Restatements of the Law are prepared by a prestigious organization, the American Law Institute, lawyers, judges and law teachers. They are designed to synthesize and rationalize the law that develops in each of the 50 states to encourage more uniformity and clarity. Although these Restatements have no official sanction, they are often influential with courts. Historically, the Restatement of Torts has been the most widely adopted and influential of all of the Restatements. But the last Restatement of Torts was published in 1965, and a great deal has changed since then. The Third Restatement of Torts was begun in the mid-1990s to update the Restatement to reflect these changes, and its large body of work will reach a conclusion later this year, after which it will be published.

What does the Third Restatement of Torts mean to lawyers? To the general public?

Lawyers use Restatements in making arguments to courts about what the law is or should be because they know that courts frequently find them persuasive sources of law. When courts do adopt Restatements, they affect the parties in the case by providing the rule of decision to govern resolution of the case.

What is the significance of this week’s Tort Symposium?

This week’s symposium will bring together the Reporters who prepared this Restatement, leading torts scholars from across the country and internationally, prominent jurists, and nationally recognized lawyers to discuss and critique the work that comprises the Third Restatement.

The causation session of the Symposium specifically addresses toxic substances cases. Why is this considered controversial?

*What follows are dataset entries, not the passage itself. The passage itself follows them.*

/// The `[check]` table. Durations are strings such as "500ms", "5s", "2m".
#[derive(Debug, Clone, Serialize, Deserialize, Default, PartialEq)]
pub struct CheckSection {
    #[serde(skip_serializing_if = "Option::is_none")]
    pub window_size: Option<usize>,

    #[serde(skip_serializing_if = "Option::is_none")]
    pub pacing: Option<String>,

    #[serde(skip_serializing_if = "Option::is_none")]
    pub resolve_timeout: Option<String>,

    #[serde(skip_serializing_if = "Option::is_none")]
    pub connect_timeout: Option<String>,

    #[serde(skip_serializing_if = "Option::is_none")]
    pub idle_timeout: Option<String>,

    #[serde(skip_serializing_if = "Option::is_none")]
    pub retry_attempts: Option<u32>,

    #[serde(skip_serializing_if = "Option::is_none")]
    pub retry_delay: Option<String>,

    #[serde(skip_serializing_if = "Option::is_none")]
    pub max_response_bytes: Option<usize>,
}

/// One `[[tlds]]` entry.
#[derive(Debug, Clone, Serialize, Deserialize, PartialEq, Eq)]
pub struct TldEntry {
    pub name: String,
    pub server: String,
    pub available_pattern: String,

    #[serde(default, skip_serializing_if = "Option::is_none")]
    pub enabled: Option<bool>,

    #[serde(default, skip_serializing_if = "Option::is_none")]
    pub display_name: Option<String>,
}

impl TldEntry {
    pub fn to_tld_config(&self) -> TldConfig {
        let config = TldConfig::new(
            normalize_tld(&self.name),
            self.server.trim(),
            self.available_pattern.as_str(),
        )
        .with_enabled(self.enabled.unwrap_or(true));

        match &self.display_name {
            Some(display_name) => config.with_display_name(display_name.as_str()),
            None => config,
        }
    }
}

impl From<&TldConfig> for TldEntry {
    fn from(tld: &TldConfig) -> Self {
        Self {
            name: tld.name.clone(),
            server: tld.server.clone(),
            available_pattern: tld.available_pattern.clone(),
            enabled: Some(tld.enabled),
            display_name: Some(tld.display_name.clone()),
        }
    }
}

impl FileConfig {
    /// Apply the `[check]` table on top of `base`.
    pub fn apply_to(&self, base: CheckConfig) -> Result<CheckConfig, DomainCheckError> {
        let Some(check) = &self.check else {
            return Ok(base);
        };

        let mut config = base;
        if let Some(window_size) = check.window_size {
            config = config.with_window_size(window_size);
        }
        if let Some(pacing) = &check.pacing {
            config = config.with_pacing_delay(require_duration("pacing", pacing)?);
        }
        if let Some(timeout) = &check.resolve_timeout {
            config = config.with_resolve_timeout(require_timeout("resolve_timeout", timeout)?);
        }
        if let Some(timeout) = &check.connect_timeout {
            config = config.with_connect_timeout(require_timeout("connect_timeout", timeout)?);
        }
        if let Some(timeout) = &check.idle_timeout {
            config = config.with_idle_timeout(require_timeout("idle_timeout", timeout)?);
        }
        if check.retry_attempts.is_some() || check.retry_delay.is_some() {
            let attempts = check.retry_attempts.unwrap_or(config.retry_attempts);
            let delay = match &check.retry_delay {
                Some(delay) => require_duration("retry_delay", delay)?,
                None => config.retry_delay,
            };
            config = config.with_retry(attempts, delay);
        }
        if let Some(max) = check.max_response_bytes {
            config = config.with_max_response_bytes(max);
        }

        Ok(config)
    }

    /// The built-in registry with this file's `[[tlds]]` entries merged in.
    pub fn build_registry(&self) -> Result<TldRegistry, DomainCheckError> {
        let overrides = self
            .tlds
            .iter()
            .flatten()
            .map(TldEntry::to_tld_config)
            .collect();
        TldRegistry::builtin().with_overrides(overrides)
    }
}
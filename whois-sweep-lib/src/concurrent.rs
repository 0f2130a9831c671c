//! Windowed batch checking.
//!
//! A batch expands keywords × TLDs into check tasks and runs them in
//! fixed-size windows: every task in a window is in flight at once, the next
//! window starts only after the whole window has settled and a pacing delay
//! has passed. Windows bound the number of simultaneous WHOIS connections and
//! the pacing keeps registries from rate limiting us.

use crate::checker::{CheckDomain, DomainChecker};
use crate::error::DomainCheckError;
use crate::protocols::TldRegistry;
use crate::types::{BatchOutcome, CheckConfig, CheckTask, DomainCheckResult, TldConfig};
use crate::utils::{normalize_tld, validate_keyword};
use futures::future::join_all;
use std::collections::HashSet;
use std::sync::Arc;
use std::time::{Duration, Instant};
use tracing::{debug, info, warn, Instrument};

/// Runs keyword × TLD availability checks in paced, bounded windows.
///
/// # Example
///
/// ```rust,no_run
/// use std::sync::Arc;
/// use whois_sweep_lib::{BatchChecker, CheckConfig, TldRegistry};
///
/// #[tokio::main]
/// async fn main() -> Result<(), Box<dyn std::error::Error>> {
///     let registry = Arc::new(TldRegistry::builtin());
///     let batch = BatchChecker::new(registry, CheckConfig::default());
///
///     let keywords = vec!["rustacean".to_string(), "ferris".to_string()];
///     let tlds = vec!["com".to_string(), "dev".to_string()];
///     for result in batch.check_domains(&keywords, &tlds).await? {
///         println!("{}: {}", result.domain, result.available);
///     }
///     Ok(())
/// }
/// ```
#[derive(Debug, Clone)]
pub struct BatchChecker<C = DomainChecker> {
    registry: Arc<TldRegistry>,
    checker: C,
    window_size: usize,
    pacing_delay: Duration,
}

impl BatchChecker<DomainChecker> {
    /// Batch checker backed by a WHOIS [`DomainChecker`] built from `config`.
    pub fn new(registry: Arc<TldRegistry>, config: CheckConfig) -> Self {
        let checker = DomainChecker::with_config(config.clone());
        Self::with_checker(registry, checker, &config)
    }
}

impl<C: CheckDomain> BatchChecker<C> {
    /// Batch checker that delegates each task to `checker`.
    ///
    /// Only `window_size` and `pacing_delay` are taken from `config`.
    pub fn with_checker(registry: Arc<TldRegistry>, checker: C, config: &CheckConfig) -> Self {
        Self {
            registry,
            checker,
            window_size: config.window_size.max(1),
            pacing_delay: config.pacing_delay,
        }
    }

    pub fn registry(&self) -> &TldRegistry {
        &self.registry
    }

    pub fn checker(&self) -> &C {
        &self.checker
    }

    pub fn window_size(&self) -> usize {
        self.window_size
    }

    /// Requested TLDs that exist and are enabled, in first-seen order.
    ///
    /// Names are normalized before lookup and duplicates are dropped.
    pub fn valid_tlds(&self, tld_names: &[String]) -> Vec<&TldConfig> {
        let mut seen = HashSet::new();
        tld_names
            .iter()
            .filter_map(|name| self.registry.lookup(name))
            .filter(|tld| tld.enabled)
            .filter(|tld| seen.insert(normalize_tld(&tld.name)))
            .collect()
    }

    /// Expand keywords × valid TLDs into tasks, keyword-outer and TLD-inner.
    ///
    /// Keywords that are not a single valid label (see
    /// [`validate_keyword`](crate::validate_keyword)) are skipped with a
    /// warning, so no task can carry an empty name or a second query line.
    ///
    /// # Errors
    ///
    /// Returns `DomainCheckError::NoValidTlds` if none of `tld_names` is a
    /// known, enabled TLD.
    pub fn build_tasks(
        &self,
        keywords: &[String],
        tld_names: &[String],
    ) -> Result<Vec<CheckTask>, DomainCheckError> {
        let tlds = self.valid_tlds(tld_names);
        if tlds.is_empty() {
            return Err(DomainCheckError::no_valid_tlds(tld_names));
        }

        Ok(keywords
            .iter()
            .map(|keyword| keyword.trim())
            .filter(|keyword| match validate_keyword(keyword) {
                Ok(()) => true,
                Err(e) => {
                    warn!(error = %e, "skipping invalid keyword");
                    false
                }
            })
            .flat_map(|keyword| tlds.iter().map(move |tld| CheckTask::new(keyword, tld)))
            .collect())
    }

    /// Check every keyword × TLD combination.
    ///
    /// Returns one result per task in submission order, whatever order the
    /// exchanges finish in. Per-domain failures are reported inside the
    /// results; the call itself fails only when no requested TLD is valid.
    pub async fn check_domains(
        &self,
        keywords: &[String],
        tld_names: &[String],
    ) -> Result<Vec<DomainCheckResult>, DomainCheckError> {
        let tasks = self.build_tasks(keywords, tld_names)?;
        let started = Instant::now();
        info!(tasks = tasks.len(), window_size = self.window_size, "starting batch");

        let mut slots = vec![None; tasks.len()];
        self.run_windows(&tasks, &mut slots).await;
        let results: Vec<DomainCheckResult> = slots.into_iter().flatten().collect();

        log_finished(&results, started);
        Ok(results)
    }

    /// Like [`check_domains`](Self::check_domains), bounded by `deadline`.
    ///
    /// When the deadline expires the in-flight window is dropped (closing its
    /// sockets) and the results that had already settled are returned, still
    /// in submission order, with `complete` set to `false`.
    pub async fn check_domains_within(
        &self,
        keywords: &[String],
        tld_names: &[String],
        deadline: Duration,
    ) -> Result<BatchOutcome, DomainCheckError> {
        let tasks = self.build_tasks(keywords, tld_names)?;
        let started = Instant::now();
        info!(tasks = tasks.len(), deadline = ?deadline, "starting batch with deadline");

        let mut slots = vec![None; tasks.len()];
        let complete = tokio::time::timeout(deadline, self.run_windows(&tasks, &mut slots))
            .await
            .is_ok();
        let results: Vec<DomainCheckResult> = slots.into_iter().flatten().collect();

        if !complete {
            info!(
                settled = results.len(),
                total = tasks.len(),
                "batch deadline expired, returning partial results"
            );
        }
        log_finished(&results, started);

        Ok(BatchOutcome {
            results,
            total_tasks: tasks.len(),
            complete,
        })
    }

    /// Run windows sequentially; each task writes only its own slot.
    async fn run_windows(&self, tasks: &[CheckTask], slots: &mut [Option<DomainCheckResult>]) {
        let window_count = tasks.len().div_ceil(self.window_size);
        let windows = tasks
            .chunks(self.window_size)
            .zip(slots.chunks_mut(self.window_size));

        for (index, (window, window_slots)) in windows.enumerate() {
            if index > 0 {
                tokio::time::sleep(self.pacing_delay).await;
            }
            debug!(
                window = index + 1,
                windows = window_count,
                tasks = window.len(),
                "dispatching window"
            );

            let in_flight = window
                .iter()
                .zip(window_slots.iter_mut())
                .map(|(task, slot)| {
                    let span = tracing::debug_span!("check", domain = %task.domain);
                    async move {
                        *slot = Some(self.checker.check(task).await);
                    }
                    .instrument(span)
                });
            join_all(in_flight).await;
        }
    }
}

fn log_finished(results: &[DomainCheckResult], started: Instant) {
    let available = results.iter().filter(|r| r.available).count();
    let failed = results.iter().filter(|r| r.is_error()).count();
    info!(
        results = results.len(),
        available,
        failed,
        elapsed_ms = started.elapsed().as_millis() as u64,
        "batch finished"
    );
}
/// Effective settings after config files, environment and flags.
struct Settings {
    check: CheckConfig,
    registry: TldRegistry,
    env: EnvConfig,
}

async fn run(args: Args) -> Result<(), Box<dyn std::error::Error>> {
    let settings = build_config(&args)?;

    if args.list_tlds {
        ui::print_tld_table(&settings.registry);
        return Ok(());
    }

    if let Some(tlds) = &args.discover {
        return run_discover(tlds, &settings).await;
    }

    let tld_names = resolve_tlds(&args, &settings);
    // WS_TLD is only known once the environment is loaded
    check_tld_cap(&args, &tld_names)?;
    let registry = Arc::new(settings.registry);

    if args.retry {
        run_retry_check(&args, registry, settings.check, &tld_names).await
    } else {
        run_batch_check(&args, registry, settings.check, &tld_names).await
    }
}

/// TLDs for this run: --all > -t > WS_TLD > "com".
fn resolve_tlds(args: &Args, settings: &Settings) -> Vec<String> {
    if args.all_tlds {
        return settings
            .registry
            .get_enabled_tlds()
            .iter()
            .map(|tld| tld.name.clone())
            .collect();
    }

    if let Some(tlds) = &args.tlds {
        return split_list(tlds);
    }

    settings
        .env
        .tlds
        .clone()
        .unwrap_or_else(|| vec![DEFAULT_TLD.to_string()])
}

/// Warn about requested TLDs that will be skipped.
fn warn_skipped_tlds(registry: &TldRegistry, tld_names: &[String]) {
    for name in tld_names {
        match registry.lookup(name) {
            None => warn!(tld = %name, "unknown TLD, skipping"),
            Some(tld) if !tld.enabled => warn!(tld = %tld.name, "TLD is disabled, skipping"),
            Some(_) => {}
        }
    }
}

/// Run the windowed batch (the default path)
async fn run_batch_check(
    args: &Args,
    registry: Arc<TldRegistry>,
    config: CheckConfig,
    tld_names: &[String],
) -> Result<(), Box<dyn std::error::Error>> {
    let batch = BatchChecker::new(registry, config.clone());
    warn_skipped_tlds(batch.registry(), tld_names);

    let task_count = batch.build_tasks(&args.keywords, tld_names)?.len();
    let is_structured = args.json || args.csv;

    if args.pretty && !is_structured {
        ui::print_header(task_count, &config);
    }
    info!(
        domains = task_count,
        window_size = config.window_size,
        pacing_ms = config.pacing_delay.as_millis() as u64,
        "checking domains"
    );

    // Spinner::start returns None if stderr isn't a TTY.
    let spinner = if !is_structured && task_count > 1 {
        ui::Spinner::start(format!("Checking {} domains...", task_count))
    } else {
        None
    };

    let start_time = Instant::now();

    let mut deadline_note = None;
    let results = match args.deadline {
        Some(secs) => {
            let outcome = batch
                .check_domains_within(&args.keywords, tld_names, Duration::from_secs(secs))
                .await?;
            if !outcome.complete {
                deadline_note = Some(format!(
                    "Deadline of {}s reached: {} of {} checks completed",
                    secs,
                    outcome.results.len(),
                    outcome.total_tasks
                ));
            }
            outcome.results
        }
        None => batch.check_domains(&args.keywords, tld_names).await?,
    };

    let duration = start_time.elapsed();

    // Stop spinner before printing results
    if let Some(s) = spinner {
        s.stop().await;
    }
    if let Some(note) = deadline_note {
        eprintln!("{}", note);
    }

    display_results(&results, args, duration)
}

/// Check domains one at a time through the retry path.
///
/// Text output is printed as each check finishes.
async fn run_retry_check(
    args: &Args,
    registry: Arc<TldRegistry>,
    config: CheckConfig,
    tld_names: &[String],
) -> Result<(), Box<dyn std::error::Error>> {
    let batch = BatchChecker::new(registry, config.clone());
    warn_skipped_tlds(batch.registry(), tld_names);

    let tasks = batch.build_tasks(&args.keywords, tld_names)?;
    let checker = DomainChecker::with_config(config.clone());
    let is_structured = args.json || args.csv;

    if args.pretty && !is_structured {
        ui::print_header(tasks.len(), &config);
    }

    let start_time = Instant::now();
    let mut results = Vec::with_capacity(tasks.len());

    for (index, task) in tasks.iter().enumerate() {
        if index > 0 {
            tokio::time::sleep(config.pacing_delay).await;
        }

        let result = checker.check_with_retry(task).await;
        if !is_structured {
            let counter = (tasks.len() > 1).then_some((index + 1, tasks.len()));
            if args.pretty {
                ui::print_result(&result, args.debug, counter);
            } else {
                ui::print_result_default(&result, args.debug, counter);
            }
        }
        results.push(result);
    }

    let duration = start_time.elapsed();

    if is_structured {
        display_results(&results, args, duration)
    } else {
        print_run_summary(&results, duration);
        Ok(())
    }
}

Toxic substances such as asbestos, silicone gel breast implants, and drugs such as fen-Phen and Vioxx, that are claimed to cause disease rather than traumatic injury have emerged as a new and important aspect of tort litigation. The primary difficulty with this class of torts is determining whether the drug or other product caused the victim’s disease. Courts have had to resort to a variety of forms of scientific evidence to decide these cases. Earlier Restatements were prepared before this type of lawsuit existed and hence did not address the law that applies when these difficult causation issues arise. The Third Restatement seeks to remedy that vacuum. Because of the large stakes and strong emotions these cases generate, this subject has been a much-debated aspect of the Third Restatement.

Where do you go from here to ensure that tort law is coherent?

We need to obtain final approval of the Third Restatement of Torts at the ALI annual meeting in Washington, D.C., on May 18, 2009.